Previously a co-captain in 2007, in 2009 coach Wayne Bennett appointed Hornby captain of St. George from the start of the 2009 NRL season. Hornby would play 26 games for the club in 2009 as they claimed the Minor Premiership but were eliminated from the finals in straight sets. Hornby was selected for Country in the City vs Country match on 8 May 2009. However, he did not play in the match after withdrawing with injury.

On 3 October 2010, Hornby captained St. George Illawarra to their first Premiership in 31 years, when they defeated the Sydney Roosters 32–8 in the 2010 NRL Grand Final. He went on to captain the club to victory in the following February's 2011 World Club Challenge against the Wigan Warriors in England. Hornby announced his retirement from St.

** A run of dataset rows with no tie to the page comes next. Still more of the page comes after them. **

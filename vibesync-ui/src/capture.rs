//! Audio capture adapter
//!
//! Wraps microphone access and chunked recording into start/stop semantics
//! producing a single WAV-encoded clip. The cpal stream lives on a
//! dedicated thread (cpal streams are not `Send`); samples are pushed into
//! the session buffer from the stream callback and simultaneously fanned
//! out to the live feed consumed by the spectrum analyser.
//!
//! Stopping is sequential: `stop` returns only after the final chunk is in
//! the assembled clip and the device handle has been dropped. Consuming the
//! session by value makes double-release impossible.

use std::sync::mpsc;
use std::sync::{Arc, Mutex};
use std::thread::JoinHandle;

use cpal::traits::{DeviceTrait, HostTrait, StreamTrait};
use thiserror::Error;
use tokio::sync::broadcast;
use tracing::{debug, warn};
use uuid::Uuid;

/// Sample chunks buffered on the live feed before lagging receivers drop
const FEED_CHUNK_CAPACITY: usize = 64;

/// Capture errors
#[derive(Debug, Error)]
pub enum CaptureError {
    /// No usable input device; surfaces to the user as permission denied
    #[error("No input device available (microphone access denied or missing)")]
    DeviceUnavailable,

    #[error("Unsupported input sample format: {0}")]
    UnsupportedFormat(String),

    #[error("Audio stream error: {0}")]
    Stream(String),

    #[error("WAV encoding error: {0}")]
    Encode(String),
}

/// Handle to the live sample feed of one recording session.
///
/// Present only while recording; a new session gets a new `id`, which is
/// what downstream consumers key their bindings on.
#[derive(Clone)]
pub struct LiveStream {
    id: Uuid,
    sample_rate: u32,
    feed: broadcast::Sender<Vec<f32>>,
}

impl LiveStream {
    /// Wrap an existing feed. Each session gets a fresh id.
    pub fn new(sample_rate: u32, feed: broadcast::Sender<Vec<f32>>) -> Self {
        Self {
            id: Uuid::new_v4(),
            sample_rate,
            feed,
        }
    }

    pub fn id(&self) -> Uuid {
        self.id
    }

    pub fn sample_rate(&self) -> u32 {
        self.sample_rate
    }

    /// Subscribe to mono sample chunks as they arrive
    pub fn subscribe(&self) -> broadcast::Receiver<Vec<f32>> {
        self.feed.subscribe()
    }
}

/// One assembled clip, ready for the analysis client
#[derive(Debug, Clone)]
pub struct RecordedClip {
    /// Complete WAV file bytes (16-bit PCM mono)
    pub wav_bytes: Vec<u8>,
    pub sample_rate: u32,
    pub sample_count: usize,
}

/// Microphone access behind start semantics
pub trait Recorder: Send + Sync {
    /// Acquire the microphone and begin recording.
    ///
    /// Permission or device failure returns an error and recording never
    /// starts.
    fn start(&self) -> Result<Box<dyn ActiveRecording>, CaptureError>;
}

/// A running recording session. Exactly one per microphone handle.
pub trait ActiveRecording: Send {
    /// Live feed handle for the visualizer pipeline
    fn live_stream(&self) -> LiveStream;

    /// Flush the final chunk, release the device, and assemble the clip.
    ///
    /// Consumes the session; the device is released exactly once.
    fn stop(self: Box<Self>) -> Result<RecordedClip, CaptureError>;
}

/// cpal-backed recorder using the default input device
pub struct CpalRecorder;

impl Recorder for CpalRecorder {
    fn start(&self) -> Result<Box<dyn ActiveRecording>, CaptureError> {
        let (ready_tx, ready_rx) = mpsc::channel();
        let (stop_tx, stop_rx) = mpsc::channel::<()>();
        let (feed_tx, _) = broadcast::channel(FEED_CHUNK_CAPACITY);
        let feed = feed_tx.clone();

        let thread = std::thread::Builder::new()
            .name("vibesync-capture".to_string())
            .spawn(move || capture_thread(ready_tx, stop_rx, feed_tx))
            .map_err(|e| CaptureError::Stream(e.to_string()))?;

        // The thread reports once the stream is built and playing
        let sample_rate = match ready_rx.recv() {
            Ok(Ok(rate)) => rate,
            Ok(Err(e)) => {
                let _ = thread.join();
                return Err(e);
            }
            Err(_) => {
                let _ = thread.join();
                return Err(CaptureError::Stream("capture thread died during setup".to_string()));
            }
        };

        debug!(sample_rate, "Microphone capture started");

        Ok(Box::new(CpalSession {
            stream: LiveStream::new(sample_rate, feed),
            stop_tx: Some(stop_tx),
            thread: Some(thread),
        }))
    }
}

struct CpalSession {
    stream: LiveStream,
    stop_tx: Option<mpsc::Sender<()>>,
    thread: Option<JoinHandle<Result<Vec<f32>, CaptureError>>>,
}

impl ActiveRecording for CpalSession {
    fn live_stream(&self) -> LiveStream {
        self.stream.clone()
    }

    fn stop(mut self: Box<Self>) -> Result<RecordedClip, CaptureError> {
        // Dropping the sender also unblocks the thread; the explicit send
        // keeps the intent visible
        if let Some(tx) = self.stop_tx.take() {
            let _ = tx.send(());
        }

        let samples = match self.thread.take() {
            Some(handle) => handle
                .join()
                .map_err(|_| CaptureError::Stream("capture thread panicked".to_string()))??,
            None => Vec::new(),
        };

        let wav_bytes = encode_wav(&samples, self.stream.sample_rate)?;
        Ok(RecordedClip {
            wav_bytes,
            sample_rate: self.stream.sample_rate,
            sample_count: samples.len(),
        })
    }
}

/// Owns the cpal stream for the lifetime of one session. Returns the
/// accumulated mono samples once the stop signal arrives; dropping the
/// stream on exit is what releases the hardware handle.
fn capture_thread(
    ready_tx: mpsc::Sender<Result<u32, CaptureError>>,
    stop_rx: mpsc::Receiver<()>,
    feed_tx: broadcast::Sender<Vec<f32>>,
) -> Result<Vec<f32>, CaptureError> {
    let host = cpal::default_host();
    let device = match host.default_input_device() {
        Some(device) => device,
        None => {
            let _ = ready_tx.send(Err(CaptureError::DeviceUnavailable));
            return Err(CaptureError::DeviceUnavailable);
        }
    };

    let config = match device.default_input_config() {
        Ok(config) => config,
        Err(e) => {
            let err = CaptureError::Stream(e.to_string());
            let _ = ready_tx.send(Err(CaptureError::Stream(e.to_string())));
            return Err(err);
        }
    };

    let sample_rate = config.sample_rate().0;
    let channels = config.channels() as usize;
    let sample_format = config.sample_format();

    let samples: Arc<Mutex<Vec<f32>>> = Arc::new(Mutex::new(Vec::new()));
    let samples_cb = Arc::clone(&samples);
    let err_fn = |e| warn!("Capture stream error: {e}");

    let stream_config: cpal::StreamConfig = config.into();
    let stream = match sample_format {
        cpal::SampleFormat::F32 => device.build_input_stream(
            &stream_config,
            move |data: &[f32], _| {
                let mono = downmix(data, channels);
                if let Ok(mut buf) = samples_cb.lock() {
                    buf.extend_from_slice(&mono);
                }
                let _ = feed_tx.send(mono);
            },
            err_fn,
            None,
        ),
        cpal::SampleFormat::I16 => device.build_input_stream(
            &stream_config,
            move |data: &[i16], _| {
                let floats: Vec<f32> =
                    data.iter().map(|&s| f32::from(s) / f32::from(i16::MAX)).collect();
                let mono = downmix(&floats, channels);
                if let Ok(mut buf) = samples_cb.lock() {
                    buf.extend_from_slice(&mono);
                }
                let _ = feed_tx.send(mono);
            },
            err_fn,
            None,
        ),
        cpal::SampleFormat::U16 => device.build_input_stream(
            &stream_config,
            move |data: &[u16], _| {
                let floats: Vec<f32> = data
                    .iter()
                    .map(|&s| (f32::from(s) / f32::from(u16::MAX)) * 2.0 - 1.0)
                    .collect();
                let mono = downmix(&floats, channels);
                if let Ok(mut buf) = samples_cb.lock() {
                    buf.extend_from_slice(&mono);
                }
                let _ = feed_tx.send(mono);
            },
            err_fn,
            None,
        ),
        other => {
            let err = CaptureError::UnsupportedFormat(format!("{other:?}"));
            let _ = ready_tx.send(Err(CaptureError::UnsupportedFormat(format!("{other:?}"))));
            return Err(err);
        }
    }
    .map_err(|e| {
        let _ = ready_tx.send(Err(CaptureError::Stream(e.to_string())));
        CaptureError::Stream(e.to_string())
    })?;

    if let Err(e) = stream.play() {
        let _ = ready_tx.send(Err(CaptureError::Stream(e.to_string())));
        return Err(CaptureError::Stream(e.to_string()));
    }

    let _ = ready_tx.send(Ok(sample_rate));

    // Block until stop (or the session is dropped)
    let _ = stop_rx.recv();

    // Final chunks have already been flushed by the callback; dropping the
    // stream releases the device
    drop(stream);

    let samples = samples.lock().map_err(|_| {
        CaptureError::Stream("sample buffer poisoned".to_string())
    })?;
    Ok(samples.clone())
}

/// Average interleaved frames down to mono
fn downmix(data: &[f32], channels: usize) -> Vec<f32> {
    if channels <= 1 {
        return data.to_vec();
    }
    data.chunks(channels)
        .map(|frame| frame.iter().sum::<f32>() / frame.len() as f32)
        .collect()
}

/// Encode mono f32 samples as a 16-bit PCM WAV file in memory
pub fn encode_wav(samples: &[f32], sample_rate: u32) -> Result<Vec<u8>, CaptureError> {
    let spec = hound::WavSpec {
        channels: 1,
        sample_rate,
        bits_per_sample: 16,
        sample_format: hound::SampleFormat::Int,
    };

    let mut cursor = std::io::Cursor::new(Vec::new());
    {
        let mut writer = hound::WavWriter::new(&mut cursor, spec)
            .map_err(|e| CaptureError::Encode(e.to_string()))?;
        for &sample in samples {
            let value = (sample.clamp(-1.0, 1.0) * f32::from(i16::MAX)) as i16;
            writer
                .write_sample(value)
                .map_err(|e| CaptureError::Encode(e.to_string()))?;
        }
        writer
            .finalize()
            .map_err(|e| CaptureError::Encode(e.to_string()))?;
    }
    Ok(cursor.into_inner())
}

#[cfg(test)]
mod tests {
    use super::*;

    #[test]
    fn downmix_averages_stereo_frames() {
        let stereo = [1.0, 0.0, 0.5, 0.5, -1.0, 1.0];
        let mono = downmix(&stereo, 2);
        assert_eq!(mono, vec![0.5, 0.5, 0.0]);
    }

    #[test]
    fn downmix_passes_mono_through() {
        let mono = [0.1, 0.2, 0.3];
        assert_eq!(downmix(&mono, 1), mono.to_vec());
    }

    #[test]
    fn encode_wav_produces_a_valid_file() {
        let samples: Vec<f32> = (0..480)
            .map(|i| (i as f32 / 480.0 * std::f32::consts::TAU).sin() * 0.5)
            .collect();
        let bytes = encode_wav(&samples, 48_000).unwrap();

        let reader = hound::WavReader::new(std::io::Cursor::new(bytes)).unwrap();
        let spec = reader.spec();
        assert_eq!(spec.channels, 1);
        assert_eq!(spec.sample_rate, 48_000);
        assert_eq!(spec.bits_per_sample, 16);
        assert_eq!(reader.len(), 480);
    }

    #[test]
    fn encode_wav_clamps_out_of_range_samples() {
        let bytes = encode_wav(&[2.0, -2.0], 44_100).unwrap();
        let mut reader = hound::WavReader::new(std::io::Cursor::new(bytes)).unwrap();
        let samples: Vec<i16> = reader.samples::<i16>().map(|s| s.unwrap()).collect();
        assert_eq!(samples, vec![i16::MAX, -i16::MAX]);
    }
}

George Illawarra in August 2012 after playing 13 seasons for the club.

===Representative career===
He represented New South Wales in the State of Origin series of 2004, 2006 and 2008 and played one match for Australia, their loss to Great Britain during the 2006 Rugby League Tri-Nations.

== Career highlights ==

- Junior Club: Corrimal Cougars
- First Grade Debut: Round 23, St George Illawarra v Penrith at Penrith, 8 July 2000
- Representative Record: Under 19 Australia 1999, Under 19s NSW 1999, Origin NSW 2004, City vs Country 2005 and 2006, NSW 2006, Junior Kangaroos 2006, Australia 2006
- Captaincy: Round 1, St George Illawarra v Melbourne Storm at Melbourne, 2009
- Premiership: Grand Final, St George Illawarra v Sydney Roosters at ANZ Stadium, 3 October 2010
- Inducted as a life member 2024.

==Coaching career==
Upon retiring in 2012, Hornby began his coaching career as the junior development coach for St. George before becoming an assistant to the first grade side in later years.

In 2020, Hornby joined the South Sydney Rabbitohs club as the development coach.

Since 2021, he was the assistant coach to Wayne Bennett and later Jason Demetriou.

On 30 April 2024, Hornby was named as interim head coach at South Sydney after the club sacked Demetriou following a string of poor results which saw South Sydney at the bottom of the table.

In Hornby's first game in charge against Penrith, South Sydney would lose 42-12. It would be the same score line and opponent that he experienced during his first grade debut as a player.

Hornby earned his first win in charge of South Sydney in round 12 of the 2024 NRL season as they defeated Parramatta 42-26.

Hornby would then guide South Sydney on a five-game winning run which took the club away from the wooden spoon zone. However, in South Sydney's last nine games, they recorded only one victory and finished second last on the table only two points clear of last placed Wests Tigers.